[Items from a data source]
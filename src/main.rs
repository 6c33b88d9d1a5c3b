use deepguard_core::{
    api,
    config::Config,
    history::UuidIdGenerator,
    session::DetectionRecorder,
};
use std::sync::Arc;
use tokio::net::TcpListener;
use tracing_subscriber::EnvFilter;

#[tokio::main]
async fn main() -> anyhow::Result<()> {
    tracing_subscriber::fmt()
        .with_env_filter(EnvFilter::try_from_default_env().unwrap_or_else(|_| EnvFilter::new("info")))
        .init();

    // ----------------------------------------------------------------
    // 0. 加载配置
    // ----------------------------------------------------------------
    let config = Config::from_env()?;
    tracing::info!(
        host = %config.host,
        port = config.port,
        export_dir = ?config.export_dir,
        model = %config.model.name,
        "⚙️  配置加载完成"
    );

    // ----------------------------------------------------------------
    // 1. 检测记录器 & 历史账本（仅内存，进程退出即清空）
    // ----------------------------------------------------------------
    let recorder = DetectionRecorder::new(Arc::new(UuidIdGenerator), config.model.clone());
    let shared_state = Arc::new(api::AppState::new(recorder, config.export_dir.clone()));

    // ----------------------------------------------------------------
    // 2. 启动 HTTP 服务
    // ----------------------------------------------------------------
    let app = api::app(shared_state);

    let addr = format!("{}:{}", config.host, config.port);
    let listener = TcpListener::bind(&addr).await?;

    tracing::info!("🚀 API 服务已运行在: http://{}", addr);
    tracing::info!("   - POST   /detections               : 登记一次分析结果");
    tracing::info!("   - GET    /history                  : 检测历史（最新在前）");
    tracing::info!("   - DELETE /history                  : 清空历史");
    tracing::info!("   - GET    /history/stats            : 统计");
    tracing::info!("   - GET    /history/{{id}}             : 单条回放（含原始响应）");
    tracing::info!("   - GET    /history/export/{{format}} : 导出 CSV / JSON（管理员）");

    axum::serve(listener, app).await?;

    Ok(())
}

→ Exercise description
The lines from the beginning of the records through the line containing "tracing_subscriber::fmt()" should be reproduced exactly. Include nothing else.

→ Answer section
filename src/main.rs
repository 6c33b88d9d1a5c3b
use deepguard_core::{
    api,
    config::Config,
    history::UuidIdGenerator,
    session::DetectionRecorder,
};
use std::sync::Arc;
use tokio::net::TcpListener;
use tracing_subscriber::EnvFilter;

#[tokio::main]
async fn main() -> anyhow::Result<()> {
    tracing_subscriber::fmt()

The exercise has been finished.